Devlin Schoop, the attorney representing both former officials, said Schaaf was expected to file suit Friday. They were both terminated on Aug. 30 amid a firestorm at COPA.
By then, the Community Commission for Public Safety and Accountability had already asked Inspector General Deborah Witzburg’s office to probe “the quality and integrity” of COPA investigations and allegations of whistleblower retaliation.
Meanwhile, the Fraternal Order of Police has filed a federal lawsuit alleging COPA conducted “biased and unfair investigations.”
After Haynam and Schaaf were terminated, 16 current or former COPA employees sent a letter asking the community commission to consider taking the first step toward removing Kersten. The commission held a closed-door meeting with some of the authors last week.
A spokesperson for COPA declined to comment on the pending lawsuit. Ephraim Eaddy, COPA’s first deputy chief administrator, previously bushed back on claims about an “anti-police bias,” noting that just 14% of COPA investigations closed last year resulted in sustained misconduct findings.
“We remain committed to the work and our responsibility to receive complaints [and] investigate those complaints, to receive compliments of officers,” Eaddy previously said. “And our obligation is to the city of Chicago at large, and we are still committed to that and have been committed since COPA launched in 2017.”
But the lawsuit filed by Haynam, a licensed attorney who previously worked at the police department, serves as an indictment of Chicago’s troubled efforts to create a fair system of civilian police oversight.

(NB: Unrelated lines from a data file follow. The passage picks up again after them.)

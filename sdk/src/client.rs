//! [`SwapClient`]: the resolve → quote → build → broadcast pipeline.

use std::sync::Arc;

use log::info;
use solana_client::nonblocking::rpc_client::RpcClient;
use solana_sdk::{commitment_config::CommitmentConfig, pubkey::Pubkey, signature::Keypair};

use crate::{
    authority::AmmProgram,
    broadcast::Broadcaster,
    discovery::PoolLocator,
    error::Result,
    instructions::SwapInstructionSource,
    ledger::Ledger,
    math::{compute_amount_out, Quote, Slippage},
    pool_keys::PoolKeys,
    resolver::PoolKeyResolver,
    transaction::{BuildRequest, SwapTransaction, TransactionBuilder},
    types::{Execution, ExecutionMode, SwapParams, SwapResult},
};

// ─── Constants ────────────────────────────────────────────────────────────────

const MAINNET_RPC: &str = "https://api.mainnet-beta.solana.com";

// ─── Client ───────────────────────────────────────────────────────────────────

/// Async swap client for v4 pools.
///
/// Every step runs strictly after the previous one; the only state kept
/// between calls is the injected ledger handle.
///
/// ```rust,no_run
/// # use ray_swap_sdk::{KnownPool, SwapClient, SwapParams};
/// # use solana_sdk::{pubkey::Pubkey, signature::Keypair};
/// # use std::str::FromStr;
/// # #[tokio::main]
/// # async fn main() -> Result<(), Box<dyn std::error::Error>> {
/// let client = SwapClient::mainnet();
/// let payer  = Keypair::new();
/// let sol  = Pubkey::from_str("So11111111111111111111111111111111111111112")?;
/// let usdc = Pubkey::from_str("EPjFWdd5AufqSSqeM2qN1xzybapC8G4wEGGkZwyTDt1v")?;
/// let pool = KnownPool(Pubkey::from_str("58oQChx4yWmvKdwLLZzBi4ChoCc2fqCUWBkwMihLYQo2")?);
/// let result = client.swap(&payer, &pool, SwapParams::new(sol, usdc, 1_000_000)).await?;
/// println!("min out: {}", result.quote.min_amount_out);
/// # Ok(())
/// # }
/// ```
pub struct SwapClient {
    resolver:    PoolKeyResolver,
    builder:     TransactionBuilder,
    broadcaster: Broadcaster,
}

impl SwapClient {
    /// Client over any RPC endpoint, confirmed commitment.
    pub fn new(rpc_url: impl Into<String>) -> Self {
        let rpc = RpcClient::new_with_commitment(rpc_url.into(), CommitmentConfig::confirmed());
        Self::with_ledger(Arc::new(rpc))
    }

    pub fn mainnet() -> Self {
        Self::new(MAINNET_RPC)
    }

    /// Client over an arbitrary ledger implementation.
    pub fn with_ledger(ledger: Arc<dyn Ledger>) -> Self {
        Self {
            resolver:    PoolKeyResolver::new(Arc::clone(&ledger)),
            builder:     TransactionBuilder::new(Arc::clone(&ledger)),
            broadcaster: Broadcaster::new(ledger),
        }
    }

    /// Resolve pools against another AMM deployment.
    pub fn with_program(mut self, program: AmmProgram) -> Self {
        self.resolver = self.resolver.with_program(program);
        self
    }

    pub fn with_instruction_source(mut self, source: Arc<dyn SwapInstructionSource>) -> Self {
        self.builder = self.builder.with_instruction_source(source);
        self
    }

    pub fn resolver(&self) -> &PoolKeyResolver {
        &self.resolver
    }

    pub fn builder(&self) -> &TransactionBuilder {
        &self.builder
    }

    pub fn broadcaster(&self) -> &Broadcaster {
        &self.broadcaster
    }

    // ── Pipeline steps ────────────────────────────────────────────────────────

    /// Locate and resolve the pool for a mint pair.
    pub async fn pool_keys(
        &self,
        locator: &dyn PoolLocator,
        mint_a:  &Pubkey,
        mint_b:  &Pubkey,
    ) -> Result<PoolKeys> {
        Ok(self.resolver.resolve_pool(locator, mint_a, mint_b).await?)
    }

    /// Quote `amount_in` of `mint_in` against fresh reserves of `keys`.
    pub async fn quote(
        &self,
        keys:      &PoolKeys,
        mint_in:   &Pubkey,
        mint_out:  &Pubkey,
        amount_in: u64,
        slippage:  Slippage,
    ) -> Result<Quote> {
        let base_in = keys.swap_direction(mint_in, mint_out)?;
        let info = self.resolver.fetch_pool_info(keys).await?;
        let quote = compute_amount_out(&info, amount_in, base_in, slippage)?;
        info!(
            "quote: {} in → {} out (min {}, impact {:.4})",
            quote.amount_in, quote.amount_out, quote.min_amount_out, quote.price_impact
        );
        Ok(quote)
    }

    // ── End to end ────────────────────────────────────────────────────────────

    /// Run the whole pipeline against a pool found by `locator`.
    pub async fn swap(
        &self,
        payer:   &Keypair,
        locator: &dyn PoolLocator,
        params:  SwapParams,
    ) -> Result<SwapResult> {
        let keys = self.pool_keys(locator, &params.mint_in, &params.mint_out).await?;
        self.swap_with_keys(payer, &keys, params).await
    }

    /// Quote, build and send (or simulate) against already resolved keys.
    pub async fn swap_with_keys(
        &self,
        payer:  &Keypair,
        keys:   &PoolKeys,
        params: SwapParams,
    ) -> Result<SwapResult> {
        let quote = self
            .quote(keys, &params.mint_in, &params.mint_out, params.amount_in, params.slippage)
            .await?;
        let tx = self.build(payer, keys, &quote, &params).await?;

        let execution = match params.mode {
            ExecutionMode::Send => {
                Execution::Sent(self.broadcaster.send(&tx, &[payer], params.max_retries).await?)
            }
            ExecutionMode::Simulate => {
                let report = self.broadcaster.simulate(&tx, &[payer]).await?;
                info!("simulation {}", if report.success { "succeeded" } else { "failed" });
                Execution::Simulated(report)
            }
        };

        Ok(SwapResult { pool: keys.id, quote, execution })
    }

    async fn build(
        &self,
        payer:  &Keypair,
        keys:   &PoolKeys,
        quote:  &Quote,
        params: &SwapParams,
    ) -> Result<SwapTransaction> {
        let request = BuildRequest {
            pool_keys:    keys,
            quote,
            fixed_side:   params.fixed_side,
            format:       params.format,
            priority_fee: params.priority_fee,
        };
        Ok(self.builder.build(payer, &request).await?)
    }
}
//! SDK error types.
//!
//! One enum per pipeline phase, aggregated by [`Error`]. Every phase failure
//! is terminal for the swap that raised it; nothing is persisted in between.

use solana_sdk::{pubkey::Pubkey, signer::SignerError};

// ─── Account layouts ──────────────────────────────────────────────────────────

/// Raw on-chain bytes could not be decoded into the expected layout.
#[derive(Debug, Clone, PartialEq, Eq, thiserror::Error)]
pub enum DecodeError {
    #[error("{layout} account is {actual} bytes; expected {expected}")]
    TooShort {
        layout:   &'static str,
        expected: usize,
        actual:   usize,
    },

    #[error("{layout} field `{field}` holds {value}, which does not fit its type")]
    FieldOutOfRange {
        layout: &'static str,
        field:  &'static str,
        value:  u64,
    },

    #[error("token account could not be unpacked: {0}")]
    TokenAccount(String),
}

// ─── Ledger transport ─────────────────────────────────────────────────────────

/// Opaque network / transport failure reported by a [`crate::ledger::Ledger`].
#[derive(Debug, thiserror::Error)]
pub enum LedgerError {
    /// A Solana JSON-RPC call failed.
    #[error("RPC error: {0}")]
    Rpc(#[from] solana_client::client_error::ClientError),

    #[error("account {0} does not exist")]
    AccountNotFound(Pubkey),

    /// Non-RPC transports (test doubles, alternative clients).
    #[error("transport error: {0}")]
    Transport(String),
}

// ─── Pool resolution ──────────────────────────────────────────────────────────

/// The requested pair cannot be swapped: no pool, or the pool state is unreadable.
#[derive(Debug, thiserror::Error)]
pub enum ResolutionError {
    #[error("pool not found for mints {0} / {1}")]
    PoolNotFound(Pubkey, Pubkey),

    #[error("failed to decode {account}: {source}")]
    Decode {
        account: Pubkey,
        #[source]
        source:  DecodeError,
    },

    #[error("failed to fetch pool state: {0}")]
    Ledger(#[from] LedgerError),

    #[error("pair discovery failed: {0}")]
    Discovery(String),

    #[error("invalid pool keys for {pool}: {reason}")]
    InvalidPoolKeys { pool: Pubkey, reason: String },

    #[error("failed to read pool catalog: {0}")]
    Catalog(String),
}

// ─── Quoting ──────────────────────────────────────────────────────────────────

#[derive(Debug, Clone, PartialEq, Eq, thiserror::Error)]
pub enum QuoteError {
    #[error("amount_in must be greater than zero")]
    ZeroAmountIn,

    #[error("pool has an empty reserve (reserve_in={reserve_in}, reserve_out={reserve_out})")]
    EmptyReserve { reserve_in: u64, reserve_out: u64 },

    #[error("mint {0} is not one of the pool's mints")]
    MintNotInPool(Pubkey),

    #[error("fee fraction {numerator}/{denominator} is not a proper fraction")]
    InvalidFee { numerator: u64, denominator: u64 },

    #[error("slippage {numerator}/{denominator} must be below 100%")]
    InvalidSlippage { numerator: u64, denominator: u64 },

    /// The trade is too small to produce a positive slippage-bounded output.
    #[error("amount_in {amount_in} yields no output after fees and slippage (out={amount_out}, min={min_amount_out})")]
    OutputTooSmall {
        amount_in:      u64,
        amount_out:     u64,
        min_amount_out: u64,
    },

    #[error("integer overflow in swap math")]
    MathOverflow,

    #[error(transparent)]
    Decode(#[from] DecodeError),
}

// ─── Transaction assembly ─────────────────────────────────────────────────────

#[derive(Debug, thiserror::Error)]
pub enum BuildError {
    /// The market authority search exhausted its nonce range during resolution.
    #[error("pool {0} has no market authority; cannot build the swap instruction")]
    MissingMarketAuthority(Pubkey),

    #[error("owner holds no token account for input mint {0}")]
    MissingSourceAccount(Pubkey),

    #[error("swap instruction construction failed: {0}")]
    Instructions(String),

    #[error("instruction list is empty after dropping placeholders")]
    NoInstructions,

    #[error("failed to fetch latest checkpoint: {0}")]
    Checkpoint(#[source] LedgerError),

    #[error("failed to fetch owner token accounts: {0}")]
    OwnerAccounts(#[source] LedgerError),

    #[error("failed to compile versioned message: {0}")]
    Compile(#[from] solana_sdk::message::CompileError),

    #[error("failed to sign transaction: {0}")]
    Sign(#[from] SignerError),
}

// ─── Broadcast ────────────────────────────────────────────────────────────────

#[derive(Debug, thiserror::Error)]
pub enum BroadcastError {
    /// The transaction cites a blockhash the cluster no longer accepts.
    #[error("checkpoint expired: last valid block height {last_valid_block_height}, current {current_block_height}")]
    CheckpointExpired {
        last_valid_block_height: u64,
        current_block_height:    u64,
    },

    #[error("failed to sign legacy transaction: {0}")]
    Sign(#[from] SignerError),

    #[error("submission failed: {0}")]
    Ledger(#[from] LedgerError),
}

// ─── Aggregate ────────────────────────────────────────────────────────────────

/// All errors returned by the SDK.
#[derive(Debug, thiserror::Error)]
pub enum Error {
    #[error(transparent)]
    Decode(#[from] DecodeError),

    #[error(transparent)]
    Resolution(#[from] ResolutionError),

    #[error(transparent)]
    Quote(#[from] QuoteError),

    #[error(transparent)]
    Build(#[from] BuildError),

    #[error(transparent)]
    Broadcast(#[from] BroadcastError),

    #[error(transparent)]
    Ledger(#[from] LedgerError),

    // ── Validation ───────────────────────────────────────────────────────────
    #[error("Invalid argument: {0}")]
    InvalidArgument(String),
}

/// Convenience alias so every module can write `Result<T>`.
pub type Result<T> = std::result::Result<T, Error>;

It paints Kersten as “a person with an agenda” who uses “high-profile cases to gain media spotlight for self-promotion and career advancement.”

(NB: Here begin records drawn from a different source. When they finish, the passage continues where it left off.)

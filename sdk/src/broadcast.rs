//! Submitting and simulating built swap transactions.

use std::sync::Arc;

use log::{debug, info};
use solana_sdk::{
    signature::{Keypair, Signature},
    transaction::{Transaction, VersionedTransaction},
};

use crate::{
    error::BroadcastError,
    ledger::{Checkpoint, Ledger},
    transaction::SwapTransaction,
    types::SimulationReport,
};

/// Sends or dry-runs transactions through the injected [`Ledger`].
///
/// Every call first checks that the transaction's checkpoint is still
/// valid; an expired one fails with [`BroadcastError::CheckpointExpired`]
/// and is never retried.
pub struct Broadcaster {
    ledger: Arc<dyn Ledger>,
}

impl Broadcaster {
    pub fn new(ledger: Arc<dyn Ledger>) -> Self {
        Self { ledger }
    }

    /// Submit for inclusion, dispatching on format.
    ///
    /// `signers` is used only for legacy transactions. The returned signature
    /// means the node accepted the transaction, not that it landed.
    pub async fn send(
        &self,
        tx:          &SwapTransaction,
        signers:     &[&Keypair],
        max_retries: usize,
    ) -> Result<Signature, BroadcastError> {
        match tx {
            SwapTransaction::Legacy { transaction, checkpoint } => {
                self.send_legacy(transaction, checkpoint, signers, max_retries).await
            }
            SwapTransaction::Versioned { transaction, checkpoint } => {
                self.send_versioned(transaction, checkpoint, max_retries).await
            }
        }
    }

    /// Dry-run without submission, dispatching on format.
    pub async fn simulate(
        &self,
        tx:      &SwapTransaction,
        signers: &[&Keypair],
    ) -> Result<SimulationReport, BroadcastError> {
        match tx {
            SwapTransaction::Legacy { transaction, checkpoint } => {
                self.simulate_legacy(transaction, checkpoint, signers).await
            }
            SwapTransaction::Versioned { transaction, checkpoint } => {
                self.simulate_versioned(transaction, checkpoint).await
            }
        }
    }

    pub async fn send_legacy(
        &self,
        transaction: &Transaction,
        checkpoint:  &Checkpoint,
        signers:     &[&Keypair],
        max_retries: usize,
    ) -> Result<Signature, BroadcastError> {
        self.ensure_live(checkpoint).await?;
        let signed = sign_legacy(transaction, checkpoint, signers)?;
        let sig = self.ledger.send_transaction(&signed, max_retries).await?;
        info!("sent legacy transaction {sig}");
        Ok(sig)
    }

    pub async fn send_versioned(
        &self,
        transaction: &VersionedTransaction,
        checkpoint:  &Checkpoint,
        max_retries: usize,
    ) -> Result<Signature, BroadcastError> {
        self.ensure_live(checkpoint).await?;
        let sig = self.ledger.send_transaction(transaction, max_retries).await?;
        info!("sent versioned transaction {sig}");
        Ok(sig)
    }

    pub async fn simulate_legacy(
        &self,
        transaction: &Transaction,
        checkpoint:  &Checkpoint,
        signers:     &[&Keypair],
    ) -> Result<SimulationReport, BroadcastError> {
        self.ensure_live(checkpoint).await?;
        let signed = sign_legacy(transaction, checkpoint, signers)?;
        Ok(self.ledger.simulate_transaction(&signed).await?)
    }

    pub async fn simulate_versioned(
        &self,
        transaction: &VersionedTransaction,
        checkpoint:  &Checkpoint,
    ) -> Result<SimulationReport, BroadcastError> {
        self.ensure_live(checkpoint).await?;
        Ok(self.ledger.simulate_transaction(transaction).await?)
    }

    async fn ensure_live(&self, checkpoint: &Checkpoint) -> Result<(), BroadcastError> {
        let current_block_height = self.ledger.block_height().await?;
        debug!(
            "block height {current_block_height}, checkpoint valid through {}",
            checkpoint.last_valid_block_height
        );
        if current_block_height > checkpoint.last_valid_block_height {
            return Err(BroadcastError::CheckpointExpired {
                last_valid_block_height: checkpoint.last_valid_block_height,
                current_block_height,
            });
        }
        Ok(())
    }
}

fn sign_legacy(
    transaction: &Transaction,
    checkpoint:  &Checkpoint,
    signers:     &[&Keypair],
) -> Result<VersionedTransaction, BroadcastError> {
    let mut signed = transaction.clone();
    signed.try_sign(signers, checkpoint.blockhash)?;
    Ok(VersionedTransaction::from(signed))
}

In June 2023, COPA launched a high-profile investigation into allegations that a police officer had impregnated an underage migrant. Haynam claims Kersten used the probe to curry favor with Mayor Brandon Johnson, knowing the mayor “needed to create the public perception that his administration was being proactive at holding police accountable and protecting migrants.”
Within months, Kersten announced that COPA found no evidence corroborating the shocking allegations. The suit claims the investigation was built on a spurious “rumor” spread by some city employees and it slams the investigatory tactics as “haphazard,” improper and secretive.

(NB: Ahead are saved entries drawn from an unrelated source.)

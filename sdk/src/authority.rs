//! Program-derived authorities for the AMM and its order-book market.

use solana_sdk::{pubkey, pubkey::Pubkey};

/// Raydium liquidity pool v4 program.
pub const AMM_V4_PROGRAM_ID: Pubkey =
    pubkey!("675kPX9MHTjS2zt1qfr1NYHuzeLXfQM9H24wFSUt1Mp8");

/// Authority PDA owning every v4 pool's vaults and LP mint.
pub const AMM_V4_AUTHORITY: Pubkey =
    pubkey!("5Q544fKrFoe6tsEbD7S8EmxGTJYAKtTVhAW5Q5pge4j1");

/// Upper bound (exclusive) on nonces tried by [`derive_market_authority`].
pub const MAX_AUTHORITY_NONCE: u64 = 100;

/// The AMM program a pool is resolved against.
#[derive(Debug, Clone, Copy, PartialEq, Eq)]
pub struct AmmProgram {
    pub id:        Pubkey,
    pub authority: Pubkey,
}

impl AmmProgram {
    pub const fn raydium_v4() -> Self {
        Self { id: AMM_V4_PROGRAM_ID, authority: AMM_V4_AUTHORITY }
    }
}

impl Default for AmmProgram {
    fn default() -> Self {
        Self::raydium_v4()
    }
}

/// A market vault-signer address and the nonce that produced it.
#[derive(Debug, Clone, Copy, PartialEq, Eq)]
pub struct MarketAuthority {
    pub address: Pubkey,
    pub nonce:   u64,
}

/// Derive the market's vault-signer authority.
///
/// Seeds are `[market_id, nonce as u64 LE]` under `program_id`, i.e. the
/// nonce byte followed by seven zero bytes. Candidates that land on the
/// curve are skipped. Returns `None` when no nonce below
/// [`MAX_AUTHORITY_NONCE`] yields an off-curve address.
pub fn derive_market_authority(program_id: &Pubkey, market_id: &Pubkey) -> Option<MarketAuthority> {
    (0..MAX_AUTHORITY_NONCE).find_map(|nonce| {
        Pubkey::create_program_address(&[market_id.as_ref(), &nonce.to_le_bytes()], program_id)
            .ok()
            .map(|address| MarketAuthority { address, nonce })
    })
}

#[cfg(test)]
mod tests {
    use super::*;

    const OPENBOOK: Pubkey = pubkey!("srmqPvymJeFKQ4zGQed1GFppgkRHL9kaELCbyksJtPX");

    #[test]
    fn derivation_is_deterministic() {
        let market = Pubkey::new_unique();
        let first = derive_market_authority(&OPENBOOK, &market);
        let second = derive_market_authority(&OPENBOOK, &market);
        assert_eq!(first, second);
        assert!(first.is_some());
    }

    #[test]
    fn derived_nonce_is_the_first_off_curve_candidate() {
        let market = Pubkey::new_unique();
        let found = derive_market_authority(&OPENBOOK, &market).unwrap();
        assert!(found.nonce < MAX_AUTHORITY_NONCE);

        let rebuilt = Pubkey::create_program_address(
            &[market.as_ref(), &[found.nonce as u8, 0, 0, 0, 0, 0, 0, 0]],
            &OPENBOOK,
        )
        .unwrap();
        assert_eq!(rebuilt, found.address);

        for lower in 0..found.nonce {
            assert!(Pubkey::create_program_address(
                &[market.as_ref(), &lower.to_le_bytes()],
                &OPENBOOK,
            )
            .is_err());
        }
    }

    #[test]
    fn different_markets_get_different_authorities() {
        let a = derive_market_authority(&OPENBOOK, &Pubkey::new_unique()).unwrap();
        let b = derive_market_authority(&OPENBOOK, &Pubkey::new_unique()).unwrap();
        assert_ne!(a.address, b.address);
    }
}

Internal concerns “about investigatory integrity reached a boiling point” after Dexter Reed was fatally shot by police after opening fire during a traffic stop in March 2023, according to the suit.
It claims that Kersten broke protocols and “strictly forbade the lead investigator” from discussing the ongoing probe with anyone but herself “and a few select members of the lead investigator’s team.” Although that investigator reported to Haynam, he was cut out of the loop.
Kersten then made public comments that were “unsupported by the actual evidence,” according to the suit, including her claim that officers said they stopped Reed for a seat belt violation. At that time, the officers hadn’t been interviewed by COPA or provided the agency with a reason for the stop.
Kersten urged Police Supt. Larry Snelling to strip the officers of their policing powers in an explosive memo on April 1, questioning whether the officers had lied about the reason for the stop.
Snelling later dismissed Kersten's account as “misleading at best,” accusing her office of “framing the mind of the people” ahead of the video’s release.
“I’ve made no statements about it because I don’t want to poison the well when it comes to this shooting,” Snelling said, adding that COPA “doesn’t exist to create a bias” and warning that any possible impropriety “jeopardizes the integrity of that investigation.”
Haynam insists in his lawsuit that Kersten’s assumptions “reveal her willingness to engage in confirmation bias while investigating police misconduct allegations.”
“Unwilling or unable to allow the lack of evidence get in the way of her narrative,” the suit says, “Kersten ignored the lack of evidence and made a demonstrably reckless statement to the general public.”
The suit alleges retaliation and violations of the state’s whistleblower law. Haynam is seeking unspecified damages “and any other relief as is just and equitable.”